Solution:

To find the number of 3 element subsets of the set {1, 2, 3, .... , 19, 20} such that the product of the 3 numbers in the subset is divisible by 4, we need to consider two cases:

Case 1: The subset contains at least two even numbers.

In this case, we have two subcases:

Subcase 1: The subset contains two even numbers and one odd number.

We can choose two even numbers in (10C2) ways and one odd number in 10C1 ways (since there are 10 odd numbers in the set). Therefore, the total number of 3 element subsets in this subcase is (10C2) x 10C1.

Subcase 2: The subset contains three even numbers.

We can choose three even numbers in 10C3 ways.

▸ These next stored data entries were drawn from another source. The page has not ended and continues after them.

//! Post-run inspection of frame logs: hardware frame-counter gaps and
//! inter-frame arrival statistics.

use crate::math::stats::StatsHelper;
use crate::prelude::{AnalysisError, AnalysisResult};
use log::warn;
use serde::{Deserialize, Serialize};
use std::collections::BTreeMap;
use std::fmt;
use std::fs;
use std::path::{Path, PathBuf};

/// Intervals above this are treated as start-up latency, not frame timing.
pub const STARTUP_INTERVAL_MS: f64 = 1000.0;
pub const HISTOGRAM_BIN_MS: f64 = 2.0;

/// The subset of a logged frame the analysis needs.
#[derive(Debug, Clone, Deserialize)]
pub struct LoggedFrame {
    #[serde(default)]
    pub timestamp: Option<f64>,
    #[serde(default)]
    pub header: BTreeMap<String, serde_json::Value>,
}

impl LoggedFrame {
    pub fn frame_number(&self) -> Option<u64> {
        self.header.get("frameNumber").and_then(|v| v.as_u64())
    }
}

#[derive(Debug, Clone, PartialEq, Serialize)]
pub struct FrameGap {
    /// Index (among frames with a timestamp and frame number) of the frame after the gap.
    pub log_index: usize,
    pub prev_frame: u64,
    pub next_frame: u64,
    pub skipped: u64,
    pub time_gap_s: f64,
}

#[derive(Debug, Clone, PartialEq, Serialize)]
pub struct IntervalStats {
    pub mean_ms: f64,
    pub median_ms: f64,
    pub mode_ms: f64,
    pub std_dev_ms: f64,
    pub min_ms: f64,
    pub max_ms: f64,
}

#[derive(Debug, Clone, PartialEq, Serialize)]
pub struct LogReport {
    pub frames: usize,
    pub duration_s: f64,
    pub first_frame: u64,
    pub last_frame: u64,
    pub missed_frames: u64,
    pub gaps: Vec<FrameGap>,
    pub excluded_initial_ms: Option<f64>,
    pub intervals: Option<IntervalStats>,
}

/// Parses a frame log written as a JSON array (possibly missing its closing
/// bracket) or as JSON lines.
pub fn parse_log(text: &str) -> AnalysisResult<Vec<LoggedFrame>> {
    let trimmed = text.trim();
    if trimmed.starts_with('[') {
        return match serde_json::from_str(trimmed) {
            Ok(frames) => Ok(frames),
            Err(err) => repair_truncated_array(trimmed).ok_or(AnalysisError::Parse(err)),
        };
    }

    let lines: Vec<&str> = trimmed.lines().filter(|l| !l.trim().is_empty()).collect();
    let mut frames = Vec::with_capacity(lines.len());
    for (idx, line) in lines.iter().enumerate() {
        match serde_json::from_str(line) {
            Ok(frame) => frames.push(frame),
            Err(_) if idx + 1 == lines.len() => warn!("Ignoring truncated final log line"),
            Err(err) => return Err(err.into()),
        }
    }
    Ok(frames)
}

fn repair_truncated_array(text: &str) -> Option<Vec<LoggedFrame>> {
    let closed = format!("{}]", text.trim_end_matches(',').trim_end());
    if let Ok(frames) = serde_json::from_str(&closed) {
        warn!("Log was missing its closing bracket");
        return Some(frames);
    }
    // Last object cut off mid-write: keep everything before its separator.
    let cut = text.rfind(",\n")?;
    let frames = serde_json::from_str(&format!("{}]", &text[..cut])).ok()?;
    warn!("Log ended inside a frame; partial frame discarded");
    Some(frames)
}

pub fn load_log<P: AsRef<Path>>(path: P) -> AnalysisResult<Vec<LoggedFrame>> {
    let contents = fs::read_to_string(path.as_ref())?;
    parse_log(&contents)
}

/// Newest `fHist_*` log in `dir`, by modification time.
pub fn latest_log<P: AsRef<Path>>(dir: P) -> Option<PathBuf> {
    fs::read_dir(dir)
        .ok()?
        .filter_map(Result::ok)
        .filter(|entry| {
            let name = entry.file_name();
            let name = name.to_string_lossy();
            name.starts_with("fHist_") && (name.ends_with(".json") || name.ends_with(".jsonl"))
        })
        .filter_map(|entry| {
            let modified = entry.metadata().ok()?.modified().ok()?;
            Some((modified, entry.path()))
        })
        .max_by_key(|(modified, _)| *modified)
        .map(|(_, path)| path)
}

pub fn analyze(frames: &[LoggedFrame]) -> AnalysisResult<LogReport> {
    let valid: Vec<(f64, u64)> = frames
        .iter()
        .filter_map(|f| Some((f.timestamp?, f.frame_number()?)))
        .collect();
    let (first, last) = match (valid.first(), valid.last()) {
        (Some(first), Some(last)) => (*first, *last),
        _ => return Err(AnalysisError::Empty),
    };

    let mut gaps = Vec::new();
    for (idx, pair) in valid.windows(2).enumerate() {
        let (prev_ts, prev_frame) = pair[0];
        let (next_ts, next_frame) = pair[1];
        if next_frame > prev_frame + 1 {
            gaps.push(FrameGap {
                log_index: idx + 1,
                prev_frame,
                next_frame,
                skipped: next_frame - prev_frame - 1,
                time_gap_s: next_ts - prev_ts,
            });
        }
    }

    let mut intervals_ms: Vec<f64> = valid
        .windows(2)
        .map(|pair| (pair[1].0 - pair[0].0) * 1000.0)
        .collect();
    let mut excluded_initial_ms = None;
    if intervals_ms.first().is_some_and(|&first| first > STARTUP_INTERVAL_MS) {
        excluded_initial_ms = Some(intervals_ms.remove(0));
    }

    let intervals = if intervals_ms.is_empty() {
        None
    } else {
        let max_ms = StatsHelper::max(&intervals_ms);
        let upper = (max_ms + 50.0).max(200.0);
        Some(IntervalStats {
            mean_ms: StatsHelper::mean(&intervals_ms),
            median_ms: StatsHelper::median(&intervals_ms),
            mode_ms: StatsHelper::binned_mode(&intervals_ms, HISTOGRAM_BIN_MS, upper),
            std_dev_ms: StatsHelper::std_dev(&intervals_ms),
            min_ms: StatsHelper::min(&intervals_ms),
            max_ms,
        })
    };

    Ok(LogReport {
        frames: valid.len(),
        duration_s: last.0 - first.0,
        first_frame: first.1,
        last_frame: last.1,
        missed_frames: gaps.iter().map(|g| g.skipped).sum(),
        gaps,
        excluded_initial_ms,
        intervals,
    })
}

impl fmt::Display for LogReport {
    fn fmt(&self, f: &mut fmt::Formatter<'_>) -> fmt::Result {
        writeln!(f, "--- Analysis Report ---")?;
        writeln!(f, "Total Valid Frames Logged: {}", self.frames)?;
        writeln!(f, "Duration: {:.2} seconds", self.duration_s)?;
        writeln!(f, "Frame Number Range: {} to {}", self.first_frame, self.last_frame)?;
        writeln!(f, "Total Missed Frames (Hardware Counter): {}", self.missed_frames)?;
        if !self.gaps.is_empty() {
            writeln!(f, "\nMissed Frame Events:")?;
            writeln!(
                f,
                "{:<10} {:<15} {:<15} {:<10} {:<15}",
                "Log Index", "Prev Frame", "Next Frame", "Skipped", "Time Gap (s)"
            )?;
            for gap in &self.gaps {
                writeln!(
                    f,
                    "{:<10} {:<15} {:<15} {:<10} {:.4}",
                    gap.log_index, gap.prev_frame, gap.next_frame, gap.skipped, gap.time_gap_s
                )?;
            }
        }
        if let Some(excluded) = self.excluded_initial_ms {
            writeln!(f, "\nExcluded initial interval of {:.2} ms", excluded)?;
        }
        match &self.intervals {
            Some(stats) => {
                writeln!(f, "\n--- Timing Statistics ---")?;
                writeln!(f, "Mean Interval:   {:.2} ms", stats.mean_ms)?;
                writeln!(f, "Median Interval: {:.2} ms", stats.median_ms)?;
                writeln!(f, "Mode Interval:   {:.2} ms", stats.mode_ms)?;
                writeln!(f, "Std Dev:         {:.2} ms", stats.std_dev_ms)?;
                writeln!(f, "Min Interval:    {:.2} ms", stats.min_ms)?;
                write!(f, "Max Interval:    {:.2} ms", stats.max_ms)
            }
            None => write!(f, "\nNot enough frames to analyse intervals."),
        }
    }
}
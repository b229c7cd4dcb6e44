use crossbeam_channel::{bounded, unbounded, Receiver, Sender, TrySendError};
use serde::{Deserialize, Serialize};
use std::sync::atomic::{AtomicU64, Ordering};
use std::sync::Arc;
use std::time::Duration;

/// What a full queue does with a new item.
#[derive(Debug, Clone, Copy, PartialEq, Eq, Default, Serialize, Deserialize)]
#[serde(rename_all = "kebab-case")]
pub enum BackpressurePolicy {
    /// Evict the oldest queued item and count the loss.
    #[default]
    DropOldest,
    /// Block the producer until the consumer makes room.
    Block,
}

#[derive(Debug, Clone, Copy, PartialEq, Eq)]
pub struct QueueConfig {
    /// `None` builds an unbounded queue.
    pub capacity: Option<usize>,
    pub policy: BackpressurePolicy,
}

impl Default for QueueConfig {
    fn default() -> Self {
        Self {
            capacity: Some(1024),
            policy: BackpressurePolicy::DropOldest,
        }
    }
}

#[derive(Debug, Clone, Copy, PartialEq, Eq)]
pub enum PushOutcome {
    Enqueued,
    /// The item was queued after evicting the oldest one.
    DroppedOldest,
    Closed,
}

/// FIFO handoff between one producer and one consumer thread.
///
/// Handles are cheap clones of the same queue; push and pop need no external
/// locking.
pub struct HandoffQueue<T> {
    tx: Sender<T>,
    rx: Receiver<T>,
    policy: BackpressurePolicy,
    dropped: Arc<AtomicU64>,
}

impl<T> Clone for HandoffQueue<T> {
    fn clone(&self) -> Self {
        Self {
            tx: self.tx.clone(),
            rx: self.rx.clone(),
            policy: self.policy,
            dropped: Arc::clone(&self.dropped),
        }
    }
}

impl<T> HandoffQueue<T> {
    pub fn new(config: QueueConfig) -> Self {
        let (tx, rx) = match config.capacity {
            Some(capacity) => bounded(capacity.max(1)),
            None => unbounded(),
        };
        Self {
            tx,
            rx,
            policy: config.policy,
            dropped: Arc::new(AtomicU64::new(0)),
        }
    }

    pub fn unbounded() -> Self {
        Self::new(QueueConfig {
            capacity: None,
            policy: BackpressurePolicy::Block,
        })
    }

    pub fn push(&self, item: T) -> PushOutcome {
        match self.policy {
            BackpressurePolicy::Block => match self.tx.send(item) {
                Ok(()) => PushOutcome::Enqueued,
                Err(_) => PushOutcome::Closed,
            },
            BackpressurePolicy::DropOldest => {
                let mut item = item;
                let mut evicted = false;
                loop {
                    match self.tx.try_send(item) {
                        Ok(()) if evicted => return PushOutcome::DroppedOldest,
                        Ok(()) => return PushOutcome::Enqueued,
                        Err(TrySendError::Full(back)) => {
                            item = back;
                            if self.rx.try_recv().is_ok() {
                                self.dropped.fetch_add(1, Ordering::Relaxed);
                                evicted = true;
                            }
                        }
                        Err(TrySendError::Disconnected(_)) => return PushOutcome::Closed,
                    }
                }
            }
        }
    }

    /// Waits up to `timeout` for the next item.
    pub fn pop_timeout(&self, timeout: Duration) -> Option<T> {
        self.rx.recv_timeout(timeout).ok()
    }

    pub fn try_pop(&self) -> Option<T> {
        self.rx.try_recv().ok()
    }

    pub fn len(&self) -> usize {
        self.rx.len()
    }

    pub fn is_empty(&self) -> bool {
        self.rx.is_empty()
    }

    pub fn capacity(&self) -> Option<usize> {
        self.tx.capacity()
    }

    /// Items evicted under [`BackpressurePolicy::DropOldest`].
    pub fn dropped(&self) -> u64 {
        self.dropped.load(Ordering::Relaxed)
    }
}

Therefore, the total number of 3 element subsets in this subcase is 10C3.

Case 2: The subset contains exactly one even number.

In this case, we have two subcases:

Subcase 1: The subset contains one even number and two odd numbers that are not multiples of 4.

We can choose one even number in 10C1 ways and two odd numbers that are not multiples of 4 in (5C2 x 9C2) ways (since there are 5 odd numbers that are not multiples of 4 and 9 even numbers that are not multiples of 4). Therefore, the total number of 3 element subsets in this subcase is 10C1 x (5C2 x 9C2).

Subcase 2: The subset contains one even number and two odd numbers that are multiples of 4.

We can choose one even number in 10C1 ways and two odd numbers that are multiples of 4 in (2C2 x 5C2) ways (since there are 2 odd numbers that are multiples of 4 and 5 even numbers that are multiples of 4). Therefore, the total number of 3 element subsets in this subcase is 10C1 x (2C2 x 5C2).

Therefore, the total number of 3 element subsets of the set {1, 2, 3, .... , 19, 20} such that the product of the 3 numbers in the subset is divisible by 4 is:

(10C2) x 10C1 + 10C3 + 10C1 x (5C2 x 9C2) + 10C1 x (2C2 x 5C2)
= 45 x 10 x 10 + 120 + 10 x 10 x 36 x 28 + 10 x 1 x 10
= 795

Hence, the correct answer is option D.